Frankfurter Allgemeine Zeitung - Rezension
Frankfurter Allgemeine Zeitung | Besprechung von 21.05.2004

Farce in der Manege
Hundefutter und Spiele: Ludovic Roubaudi dressiert den Leser

Ach, der arme Weisnix: Kleiner Hund, der er ist, läuft er grau und struppig auf nichtsdestominder weißen Pfoten durch die Welt, bis ihn ein arges Zahnweh befällt und er mit geschwollenem Maul in eine Ansammlung von Zirkusarbeitern hineinstolpert, welche nach stattgehabter Romaneinleitung etwas unschlüssig pausieren und warten, daß sich eine rechte Handlung einstellen möge zwischen den Buchdeckeln, die ihre Welt begrenzen: Bislang war ihr Dasein der Entwurf einer rauhbeinigen Gegenwelt zu der unseren, die sich irgendwo am Rande von Paris befindet, in der es hart, feucht und dumpf, aber gerecht zugeht und wo das Dasein eine Abfolge von Anekdoten zu sein scheint, welche authentisch sein könnten, hat doch Autor Ludovic Roubaudi eigenen Angaben zufolge nach dem Abitur im Zirkusmilieu gejobbt, sind doch die Anekdoten manches Mal genauso pointenfrei, wie eben echte Anekdoten aus echten Arbeitsmilieus für den Außenstehenden gemeinhin so sind.

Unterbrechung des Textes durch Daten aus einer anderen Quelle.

//! Device catalog: devices, services, content snapshots, change records.
//!
//! All methods take short exclusive locks on a single connection; writes
//! are short transactions. Conflict retries (SQLITE_BUSY) are handled
//! here so callers only see `ConcurrencyConflict` after retries are
//! exhausted.

use std::sync::atomic::{AtomicBool, Ordering};
use std::sync::Mutex;

use chrono::{DateTime, Duration, Utc};
use rusqlite::Connection;
use tracing::{debug, info};
use uuid::Uuid;

use netmind_core::types::{TargetKind, TargetRef};

use crate::db::with_retry;
use crate::error::{Result, StoreError};
use crate::types::*;

pub struct DeviceCatalog {
    conn: Mutex<Connection>,
    in_tx: AtomicBool,
}
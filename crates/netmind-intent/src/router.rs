//! Two-stage intent router.

use std::sync::Arc;

use serde::{Deserialize, Serialize};
use tracing::debug;

use netmind_core::settings::ConfigStore;
use netmind_core::types::{Entities, IntentKind};
use netmind_plugin::PluginRegistry;

use crate::classifier::Classifier;
use crate::entities;
use crate::rules;

/// Confidence below which stage two is consulted.
const CLASSIFIER_GATE: f64 = 0.8;
/// Confidence attached to the chat fallback when nothing matched.
const FALLBACK_CONFIDENCE: f64 = 0.5;

/// Routed utterance: intent, confidence and extracted entities.
#[derive(Debug, Clone, Serialize, Deserialize)]
pub struct Classification {
    pub intent: IntentKind,
    pub confidence: f64,
    pub entities: Entities,
    pub raw_text: String,
}

/// Rule table first; LLM classifier second when enabled and stage one is
/// unsure. Deterministic for a fixed configuration snapshot: the rule
/// path is pure, and the classifier is only reachable when the
/// `llm.use_classifier` flag turns it on.
pub struct IntentRouter {
    config: Arc<ConfigStore>,
    registry: Arc<PluginRegistry>,
    classifier: Option<Classifier>,
}

impl IntentRouter {
    pub fn new(
        config: Arc<ConfigStore>,
        registry: Arc<PluginRegistry>,
        classifier: Option<Classifier>,
    ) -> Self {
        Self {
            config,
            registry,
            classifier,
        }
    }

    pub async fn route(&self, text: &str) -> Classification {
        let extracted = entities::extract(text);
        let lower = text.to_lowercase();

        let stage_one = rules::first_match(&lower, &extracted);
        if let Some(rule) = stage_one {
            debug!(intent = %rule.intent, confidence = rule.confidence, "rule hit");
        }

        let confident = stage_one.is_some_and(|r| r.confidence >= CLASSIFIER_GATE);
        if !confident && self.classifier_enabled() {
            if let Some(classifier) = &self.classifier {
                let hints = self.registry.keyword_hints();
                if let Some(verdict) = classifier.classify(text, &hints).await {
                    // Concrete extracted entities win over the model's.
                    let mut merged = extracted.clone();
                    merged.merge_missing(verdict.entities);
                    return Classification {
                        intent: verdict.intent,
                        confidence: verdict.confidence,
                        entities: merged,
                        raw_text: text.to_string(),
                    };
                }
            }
        }

        match stage_one {
            Some(rule) => Classification {
                intent: rule.intent,
                confidence: rule.confidence,
                entities: extracted,
                raw_text: text.to_string(),
            },
            None => Classification {
                intent: IntentKind::ChatFallback,
                confidence: FALLBACK_CONFIDENCE,
                entities: extracted,
                raw_text: text.to_string(),
            },
        }
    }

    fn classifier_enabled(&self) -> bool {
        self.classifier.is_some()
            && self
                .config
                .get_bool("llm.use_classifier")
                .unwrap_or(false)
    }
}

#[cfg(test)]
mod tests {
    use async_trait::async_trait;

    use netmind_plugin::{CompletionRequest, CompletionResponse, LlmClient, LlmError};

    use super::*;

    fn router() -> IntentRouter {
        IntentRouter::new(
            Arc::new(ConfigStore::in_memory(None)),
            Arc::new(PluginRegistry::new()),
            None,
        )
    }

    #[tokio::test]
    async fn ping_flow_classification() {
        let r = router();
        let c = r.route("ping 192.168.1.1").await;
        assert_eq!(c.intent, IntentKind::NetworkPing);
        assert_eq!(c.entities.ip.as_deref(), Some("192.168.1.1"));
        assert!(c.confidence >= 0.9);
    }

    #[tokio::test]
    async fn routing_is_deterministic() {
        let r = router();
        for text in ["skanuj sieć", "ping 10.0.0.1", "co słychać", "? pogoda"] {
            let a = r.route(text).await;
            let b = r.route(text).await;
            assert_eq!(a.intent, b.intent, "{text}");
            assert_eq!(a.confidence, b.confidence, "{text}");
            assert_eq!(a.entities, b.entities, "{text}");
        }
    }

    #[tokio::test]
    async fn unmatched_falls_back_to_chat() {
        let r = router();
        let c = r.route("dzień dobry").await;
        assert_eq!(c.intent, IntentKind::ChatFallback);
    }

    struct CannedLlm;

    #[async_trait]
    impl LlmClient for CannedLlm {
        fn name(&self) -> &str {
            "canned"
        }
        async fn complete(
            &self,
            _req: &CompletionRequest,
        ) -> Result<CompletionResponse, LlmError> {
            Ok(CompletionResponse {
                content: r#"{"intent": "camera:describe", "confidence": 0.9, "entities": {}}"#
                    .into(),
                model: "canned".into(),
            })
        }
    }

    #[tokio::test]
    async fn classifier_consulted_only_when_enabled() {
        let config = Arc::new(ConfigStore::in_memory(None));
        let registry = Arc::new(PluginRegistry::new());
        let r = IntentRouter::new(
            Arc::clone(&config),
            registry,
            Some(Classifier::new(Arc::new(CannedLlm))),
        );

        // flag off: low-confidence rule result stands
        let c = r.route("dzień dobry").await;
        assert_eq!(c.intent, IntentKind::ChatFallback);

        // flag on: the classifier refines the weak result
        config.set("llm.use_classifier", true).unwrap();
        let c = r.route("dzień dobry").await;
        assert_eq!(c.intent, IntentKind::CameraDescribe);
        assert!((c.confidence - 0.9).abs() < f64::EPSILON);
    }

    #[tokio::test]
    async fn confident_rule_skips_classifier() {
        let config = Arc::new(ConfigStore::in_memory(None));
        config.set("llm.use_classifier", true).unwrap();
        let r = IntentRouter::new(
            config,
            Arc::new(PluginRegistry::new()),
            Some(Classifier::new(Arc::new(CannedLlm))),
        );
        let c = r.route("skanuj sieć").await;
        assert_eq!(c.intent, IntentKind::NetworkScan);
    }
}
//! Built-in conversational plugin so a bare process still answers.

use async_trait::async_trait;

use netmind_core::types::IntentKind;
use netmind_plugin::{
    CompletionRequest, ContentBlock, ExecutionContext, ExecutionError, ExecutionOutput, Plugin,
};

const WELCOME: &str = "Jestem asystentem sieciowym. Spróbuj: 'skanuj sieć', \
    'ping 192.168.1.1' albo '? <zapytanie>'.";

pub struct ChatPlugin;

#[async_trait]
impl Plugin for ChatPlugin {
    fn id(&self) -> &str {
        "chat"
    }

    fn supported_intents(&self) -> &[IntentKind] {
        &[IntentKind::ChatAsk, IntentKind::ChatFallback]
    }

    fn keyword_hints(&self) -> &[&str] {
        &["pytanie", "question", "help", "pomoc"]
    }

    async fn execute(
        &self,
        text: &str,
        ctx: &ExecutionContext,
    ) -> Result<ExecutionOutput, ExecutionError> {
        let Some(llm) = ctx.plugin.services.llm.clone() else {
            return Ok(ExecutionOutput::success(vec![ContentBlock::text(WELCOME)]));
        };

        ctx.check_cancelled()?;
        let request = CompletionRequest::new(
            "Jesteś asystentem operacji sieciowych. Odpowiadaj krótko, po polsku lub po \
             angielsku, zależnie od języka pytania.",
            text.to_string(),
        );
        match llm.complete(&request).await {
            Ok(response) => Ok(ExecutionOutput::success(vec![ContentBlock::text(
                response.content,
            )])),
            Err(e) => Err(ExecutionError::Upstream {
                service: "llm".to_string(),
                reason: e.to_string(),
            }),
        }
    }
}
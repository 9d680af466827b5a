//! Explicit service bundle threaded through every plugin call.
//!
//! There are no ambient globals: everything a plugin may touch —
//! settings, the event log, persistence, an optional LLM — arrives
//! through [`PluginContext`]. Per-execution facts (scope, intent,
//! entities, cancellation) ride on [`ExecutionContext`].

use std::sync::Arc;

use async_trait::async_trait;
use tokio_util::sync::CancellationToken;

use netmind_core::events::EventLog;
use netmind_core::settings::ConfigStore;
use netmind_core::types::{Entities, IntentKind, Scope};
use netmind_store::{ConversationStore, DeviceCatalog};

use crate::error::ExecutionError;
use crate::llm::LlmClient;

/// Bridge to the privileged host runtime (raw sockets, subprocesses).
/// Absent in unprivileged contexts.
#[async_trait]
pub trait NativeBridge: Send + Sync {
    async fn invoke(
        &self,
        command: &str,
        args: serde_json::Value,
    ) -> Result<serde_json::Value, ExecutionError>;
}

/// Shared services available to every plugin.
pub struct PluginServices {
    pub config: Arc<ConfigStore>,
    pub events: Arc<EventLog>,
    pub catalog: Arc<DeviceCatalog>,
    pub conversations: Arc<ConversationStore>,
    /// Absent when no LLM provider is configured.
    pub llm: Option<Arc<dyn LlmClient>>,
}

/// Process-wide context handed to plugins at registration and selection
/// time.
#[derive(Clone)]
pub struct PluginContext {
    /// Whether the privileged runtime is available. Plugins with
    /// `browser_compatible() == false` cannot run without it.
    pub runtime_privileged: bool,
    pub native: Option<Arc<dyn NativeBridge>>,
    pub services: Arc<PluginServices>,
}

impl PluginContext {
    pub fn new(runtime_privileged: bool, services: Arc<PluginServices>) -> Self {
        Self {
            runtime_privileged,
            native: None,
            services,
        }
    }

    pub fn with_native(mut self, bridge: Arc<dyn NativeBridge>) -> Self {
        self.native = Some(bridge);
        self
    }

    /// Invoke a native host command. Fails with `RuntimeRequired` when no
    /// bridge is attached.
    pub async fn invoke_native(
        &self,
        command: &str,
        args: serde_json::Value,
    ) -> Result<serde_json::Value, ExecutionError> {
        match &self.native {
            Some(bridge) => bridge.invoke(command, args).await,
            None => Err(ExecutionError::RuntimeRequired {
                plugin_id: command.to_string(),
            }),
        }
    }
}

/// Per-execution context: the plugin context plus the facts of this one
/// dispatch.
#[derive(Clone)]
pub struct ExecutionContext {
    pub plugin: PluginContext,
    /// Scope captured at turn start; mid-turn scope changes do not affect
    /// an in-flight dispatch.
    pub scope: Scope,
    pub intent: IntentKind,
    pub entities: Entities,
    pub cancel: CancellationToken,
}

impl ExecutionContext {
    pub fn cancelled(&self) -> bool {
        self.cancel.is_cancelled()
    }

    /// Cooperative cancellation check for plugins between suspension
    /// points.
    pub fn check_cancelled(&self) -> Result<(), ExecutionError> {
        if self.cancel.is_cancelled() {
            Err(ExecutionError::Cancelled)
        } else {
            Ok(())
        }
    }
}
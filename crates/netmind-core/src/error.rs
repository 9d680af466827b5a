use std::path::PathBuf;

use thiserror::Error;

#[derive(Debug, Error)]
pub enum CoreError {
    /// The settings backing file could not be written. Non-fatal: callers
    /// keep the prior value and log the failure.
    #[error("Config I/O error at {path}: {source}")]
    ConfigIo {
        path: PathBuf,
        #[source]
        source: std::io::Error,
    },

    #[error("Configuration error: {0}")]
    Config(String),

    #[error("Serialization error: {0}")]
    Serialization(#[from] serde_json::Error),

    #[error("I/O error: {0}")]
    Io(#[from] std::io::Error),
}

impl CoreError {
    /// Short machine-readable code used when rendering errors to users.
    pub fn code(&self) -> &'static str {
        match self {
            CoreError::ConfigIo { .. } => "CONFIG_IO_ERROR",
            CoreError::Config(_) => "CONFIG_ERROR",
            CoreError::Serialization(_) => "SERIALIZATION_ERROR",
            CoreError::Io(_) => "IO_ERROR",
        }
    }
}

pub type Result<T> = std::result::Result<T, CoreError>;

Der Hund Weisnix also gerät in die Runde aus mehr oder minder dümmlichen Muskelpaketen, darunter der Erzähler, hinein, ihm wird in der Zahnsache geholfen, und künftighin ist er in der Pflicht, die Handlung des Romans auf seine zerbrechlichen Schulterchen zu nehmen, eines Romans, der in der deutschen Fassung dann sogar nach ihm benannt ist (im Original noch nach den Zeltbauern), der laut Klappe "so schön und so traurig wie ein Lied von Edith Piaf" sei und der in einer Vergangenheitsform erzählt ist, die nichts Gutes ahnen läßt für Weisnix. Aber das weiß der ja nicht. Und läßt sich mit der arglosen Anhänglichkeit, zu welcher nur Hunde in der Lage sind, einspannen, ermöglicht unter Aufbietung überhündischer Kräfte jenen einen großen Ruck, der hier durch die Welt der Zeltbauer gehen soll, damit auch ohne gar zuviel Entwicklung doch am Ende eine veränderte Welt steht: In diesem Fall sollen die trinkfesten Placker urplötzlich einen schönen Traum in sich entdecken, den gemeinsam zu träumen sich lohnt, sollen aus dem Nichts einen eigenen, den "Zeltbauer-Zirkus" erschaffen.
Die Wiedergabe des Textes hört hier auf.